- What is needed
The expected result is every line of the records, printed exactly.

Stored items
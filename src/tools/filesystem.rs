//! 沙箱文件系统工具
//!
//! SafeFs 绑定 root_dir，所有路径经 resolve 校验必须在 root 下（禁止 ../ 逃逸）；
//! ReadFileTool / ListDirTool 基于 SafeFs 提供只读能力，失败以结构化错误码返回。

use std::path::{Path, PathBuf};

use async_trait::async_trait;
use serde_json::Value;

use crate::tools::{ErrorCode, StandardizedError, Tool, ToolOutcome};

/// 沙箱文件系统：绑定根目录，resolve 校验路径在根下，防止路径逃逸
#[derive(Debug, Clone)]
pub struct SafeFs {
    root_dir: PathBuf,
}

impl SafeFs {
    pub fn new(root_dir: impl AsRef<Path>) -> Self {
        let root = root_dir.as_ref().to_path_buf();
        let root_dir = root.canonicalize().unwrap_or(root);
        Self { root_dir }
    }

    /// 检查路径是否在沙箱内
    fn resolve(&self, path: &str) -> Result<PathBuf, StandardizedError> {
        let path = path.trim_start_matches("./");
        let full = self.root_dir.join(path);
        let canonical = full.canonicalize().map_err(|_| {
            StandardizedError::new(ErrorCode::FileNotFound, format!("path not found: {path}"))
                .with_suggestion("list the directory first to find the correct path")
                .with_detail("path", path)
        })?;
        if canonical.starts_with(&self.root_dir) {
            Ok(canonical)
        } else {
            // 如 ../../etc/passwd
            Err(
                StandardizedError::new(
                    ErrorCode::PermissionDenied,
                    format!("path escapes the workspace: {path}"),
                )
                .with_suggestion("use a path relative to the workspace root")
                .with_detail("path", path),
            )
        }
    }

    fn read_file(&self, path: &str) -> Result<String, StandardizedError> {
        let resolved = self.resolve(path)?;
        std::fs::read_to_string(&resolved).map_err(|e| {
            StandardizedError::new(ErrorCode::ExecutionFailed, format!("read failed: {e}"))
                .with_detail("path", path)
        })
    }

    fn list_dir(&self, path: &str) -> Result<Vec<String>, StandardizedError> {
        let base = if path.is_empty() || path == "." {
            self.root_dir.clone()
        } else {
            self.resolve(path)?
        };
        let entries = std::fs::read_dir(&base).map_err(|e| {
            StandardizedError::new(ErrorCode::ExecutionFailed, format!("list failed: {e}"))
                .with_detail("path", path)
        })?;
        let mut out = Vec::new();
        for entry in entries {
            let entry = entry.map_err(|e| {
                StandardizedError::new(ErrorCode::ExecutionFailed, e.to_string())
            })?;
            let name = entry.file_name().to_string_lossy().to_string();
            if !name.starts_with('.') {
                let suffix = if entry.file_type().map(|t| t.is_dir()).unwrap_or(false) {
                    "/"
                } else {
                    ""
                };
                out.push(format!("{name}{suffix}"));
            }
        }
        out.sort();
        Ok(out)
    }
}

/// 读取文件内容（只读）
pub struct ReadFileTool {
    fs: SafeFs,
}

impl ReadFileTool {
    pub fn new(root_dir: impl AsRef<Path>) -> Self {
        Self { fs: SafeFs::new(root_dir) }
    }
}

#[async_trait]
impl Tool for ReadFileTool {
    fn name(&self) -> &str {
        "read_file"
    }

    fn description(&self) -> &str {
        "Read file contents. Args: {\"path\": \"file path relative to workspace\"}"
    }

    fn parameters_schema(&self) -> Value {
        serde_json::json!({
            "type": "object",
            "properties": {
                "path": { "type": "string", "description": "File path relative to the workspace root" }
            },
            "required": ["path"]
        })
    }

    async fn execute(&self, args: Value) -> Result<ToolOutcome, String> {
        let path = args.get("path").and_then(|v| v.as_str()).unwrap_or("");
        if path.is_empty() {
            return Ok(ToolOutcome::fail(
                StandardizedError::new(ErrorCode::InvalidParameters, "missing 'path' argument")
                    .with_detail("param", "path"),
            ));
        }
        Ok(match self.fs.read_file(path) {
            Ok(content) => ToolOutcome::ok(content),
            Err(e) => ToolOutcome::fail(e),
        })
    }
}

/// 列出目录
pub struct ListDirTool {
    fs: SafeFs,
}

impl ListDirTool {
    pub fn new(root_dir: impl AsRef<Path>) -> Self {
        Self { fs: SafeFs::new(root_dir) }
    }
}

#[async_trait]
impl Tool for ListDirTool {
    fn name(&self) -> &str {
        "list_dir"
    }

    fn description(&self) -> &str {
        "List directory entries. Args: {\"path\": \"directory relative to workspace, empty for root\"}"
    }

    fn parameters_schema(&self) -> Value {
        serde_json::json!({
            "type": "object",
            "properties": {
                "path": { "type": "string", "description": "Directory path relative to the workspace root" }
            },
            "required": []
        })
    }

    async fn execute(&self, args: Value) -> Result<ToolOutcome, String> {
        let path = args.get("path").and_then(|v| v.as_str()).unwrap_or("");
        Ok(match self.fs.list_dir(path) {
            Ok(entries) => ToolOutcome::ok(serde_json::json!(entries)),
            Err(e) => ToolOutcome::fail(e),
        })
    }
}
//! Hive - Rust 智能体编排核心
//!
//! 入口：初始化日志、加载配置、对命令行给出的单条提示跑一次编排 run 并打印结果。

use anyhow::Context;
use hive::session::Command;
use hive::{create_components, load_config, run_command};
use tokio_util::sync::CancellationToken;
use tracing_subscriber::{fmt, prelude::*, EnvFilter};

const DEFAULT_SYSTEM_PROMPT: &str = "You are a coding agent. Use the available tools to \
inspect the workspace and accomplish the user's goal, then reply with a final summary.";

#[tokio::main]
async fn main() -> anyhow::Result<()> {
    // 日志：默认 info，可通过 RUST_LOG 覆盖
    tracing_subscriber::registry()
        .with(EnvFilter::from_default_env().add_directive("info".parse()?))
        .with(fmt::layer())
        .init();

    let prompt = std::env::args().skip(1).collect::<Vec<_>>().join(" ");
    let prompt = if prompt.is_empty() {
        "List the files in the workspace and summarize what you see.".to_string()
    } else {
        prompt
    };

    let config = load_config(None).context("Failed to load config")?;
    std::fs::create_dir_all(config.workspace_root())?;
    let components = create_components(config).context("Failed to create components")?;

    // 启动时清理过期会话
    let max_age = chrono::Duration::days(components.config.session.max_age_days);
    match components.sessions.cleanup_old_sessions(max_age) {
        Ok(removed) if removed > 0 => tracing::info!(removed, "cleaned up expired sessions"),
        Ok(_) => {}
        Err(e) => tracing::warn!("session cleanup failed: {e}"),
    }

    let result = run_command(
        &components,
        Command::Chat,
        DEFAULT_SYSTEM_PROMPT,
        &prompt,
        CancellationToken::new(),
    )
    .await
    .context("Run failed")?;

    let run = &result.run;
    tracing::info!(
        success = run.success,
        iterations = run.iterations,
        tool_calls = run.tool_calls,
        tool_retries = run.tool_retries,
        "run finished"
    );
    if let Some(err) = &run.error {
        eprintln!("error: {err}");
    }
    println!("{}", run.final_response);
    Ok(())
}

- The answer
filename src/tools/filesystem.rs
//! 沙箱文件系统工具
//!
//! SafeFs 绑定 root_dir，所有路径经 resolve 校验必须在 root 下（禁止 ../ 逃逸）；
//! ReadFileTool / ListDirTool 基于 SafeFs 提供只读能力，失败以结构化错误码返回。

use std::path::{Path, PathBuf};

use async_trait::async_trait;
use serde_json::Value;

use crate::tools::{ErrorCode, StandardizedError, Tool, ToolOutcome};

/// 沙箱文件系统：绑定根目录，resolve 校验路径在根下，防止路径逃逸
#[derive(Debug, Clone)]
pub struct SafeFs {
    root_dir: PathBuf,
}

impl SafeFs {
    pub fn new(root_dir: impl AsRef<Path>) -> Self {
        let root = root_dir.as_ref().to_path_buf();
        let root_dir = root.canonicalize().unwrap_or(root);
        Self { root_dir }
    }

    /// 检查路径是否在沙箱内
    fn resolve(&self, path: &str) -> Result<PathBuf, StandardizedError> {
        let path = path.trim_start_matches("./");
        let full = self.root_dir.join(path);
        let canonical = full.canonicalize().map_err(|_| {
            StandardizedError::new(ErrorCode::FileNotFound, format!("path not found: {path}"))
                .with_suggestion("list the directory first to find the correct path")
                .with_detail("path", path)
        })?;
        if canonical.starts_with(&self.root_dir) {
            Ok(canonical)
        } else {
            // 如 ../../etc/passwd
            Err(
                StandardizedError::new(
                    ErrorCode::PermissionDenied,
                    format!("path escapes the workspace: {path}"),
                )
                .with_suggestion("use a path relative to the workspace root")
                .with_detail("path", path),
            )
        }
    }

    fn read_file(&self, path: &str) -> Result<String, StandardizedError> {
        let resolved = self.resolve(path)?;
        std::fs::read_to_string(&resolved).map_err(|e| {
            StandardizedError::new(ErrorCode::ExecutionFailed, format!("read failed: {e}"))
                .with_detail("path", path)
        })
    }

    fn list_dir(&self, path: &str) -> Result<Vec<String>, StandardizedError> {
        let base = if path.is_empty() || path == "." {
            self.root_dir.clone()
        } else {
            self.resolve(path)?
        };
        let entries = std::fs::read_dir(&base).map_err(|e| {
            StandardizedError::new(ErrorCode::ExecutionFailed, format!("list failed: {e}"))
                .with_detail("path", path)
        })?;
        let mut out = Vec::new();
        for entry in entries {
            let entry = entry.map_err(|e| {
                StandardizedError::new(ErrorCode::ExecutionFailed, e.to_string())
            })?;
            let name = entry.file_name().to_string_lossy().to_string();
            if !name.starts_with('.') {
                let suffix = if entry.file_type().map(|t| t.is_dir()).unwrap_or(false) {
                    "/"
                } else {
                    ""
                };
                out.push(format!("{name}{suffix}"));
            }
        }
        out.sort();
        Ok(out)
    }
}

/// 读取文件内容（只读）
pub struct ReadFileTool {
    fs: SafeFs,
}

impl ReadFileTool {
    pub fn new(root_dir: impl AsRef<Path>) -> Self {
        Self { fs: SafeFs::new(root_dir) }
    }
}

#[async_trait]
impl Tool for ReadFileTool {
    fn name(&self) -> &str {
        "read_file"
    }

    fn description(&self) -> &str {
        "Read file contents. Args: {\"path\": \"file path relative to workspace\"}"
    }

    fn parameters_schema(&self) -> Value {
        serde_json::json!({
            "type": "object",
            "properties": {
                "path": { "type": "string", "description": "File path relative to the workspace root" }
            },
            "required": ["path"]
        })
    }

    async fn execute(&self, args: Value) -> Result<ToolOutcome, String> {
        let path = args.get("path").and_then(|v| v.as_str()).unwrap_or("");
        if path.is_empty() {
            return Ok(ToolOutcome::fail(
                StandardizedError::new(ErrorCode::InvalidParameters, "missing 'path' argument")
                    .with_detail("param", "path"),
            ));
        }
        Ok(match self.fs.read_file(path) {
            Ok(content) => ToolOutcome::ok(content),
            Err(e) => ToolOutcome::fail(e),
        })
    }
}

/// 列出目录
pub struct ListDirTool {
    fs: SafeFs,
}

impl ListDirTool {
    pub fn new(root_dir: impl AsRef<Path>) -> Self {
        Self { fs: SafeFs::new(root_dir) }
    }
}

#[async_trait]
impl Tool for ListDirTool {
    fn name(&self) -> &str {
        "list_dir"
    }

    fn description(&self) -> &str {
        "List directory entries. Args: {\"path\": \"directory relative to workspace, empty for root\"}"
    }

    fn parameters_schema(&self) -> Value {
        serde_json::json!({
            "type": "object",
            "properties": {
                "path": { "type": "string", "description": "Directory path relative to the workspace root" }
            },
            "required": []
        })
    }

    async fn execute(&self, args: Value) -> Result<ToolOutcome, String> {
        let path = args.get("path").and_then(|v| v.as_str()).unwrap_or("");
        Ok(match self.fs.list_dir(path) {
            Ok(entries) => ToolOutcome::ok(serde_json::json!(entries)),
            Err(e) => ToolOutcome::fail(e),
        })
    }
}
//! Hive - Rust 智能体编排核心
//!
//! 入口：初始化日志、加载配置、对命令行给出的单条提示跑一次编排 run 并打印结果。

use anyhow::Context;
use hive::session::Command;
use hive::{create_components, load_config, run_command};
use tokio_util::sync::CancellationToken;
use tracing_subscriber::{fmt, prelude::*, EnvFilter};

const DEFAULT_SYSTEM_PROMPT: &str = "You are a coding agent. Use the available tools to \
inspect the workspace and accomplish the user's goal, then reply with a final summary.";

#[tokio::main]
async fn main() -> anyhow::Result<()> {
    // 日志：默认 info，可通过 RUST_LOG 覆盖
    tracing_subscriber::registry()
        .with(EnvFilter::from_default_env().add_directive("info".parse()?))
        .with(fmt::layer())
        .init();

    let prompt = std::env::args().skip(1).collect::<Vec<_>>().join(" ");
    let prompt = if prompt.is_empty() {
        "List the files in the workspace and summarize what you see.".to_string()
    } else {
        prompt
    };

    let config = load_config(None).context("Failed to load config")?;
    std::fs::create_dir_all(config.workspace_root())?;
    let components = create_components(config).context("Failed to create components")?;

    // 启动时清理过期会话
    let max_age = chrono::Duration::days(components.config.session.max_age_days);
    match components.sessions.cleanup_old_sessions(max_age) {
        Ok(removed) if removed > 0 => tracing::info!(removed, "cleaned up expired sessions"),
        Ok(_) => {}
        Err(e) => tracing::warn!("session cleanup failed: {e}"),
    }

    let result = run_command(
        &components,
        Command::Chat,
        DEFAULT_SYSTEM_PROMPT,
        &prompt,
        CancellationToken::new(),
    )
    .await
    .context("Run failed")?;

    let run = &result.run;
    tracing::info!(
        success = run.success,
        iterations = run.iterations,
        tool_calls = run.tool_calls,
        tool_retries = run.tool_retries,
        "run finished"
    );
    if let Some(err) = &run.error {
        eprintln!("error: {err}");
    }
    println!("{}", run.final_response);
    Ok(())
}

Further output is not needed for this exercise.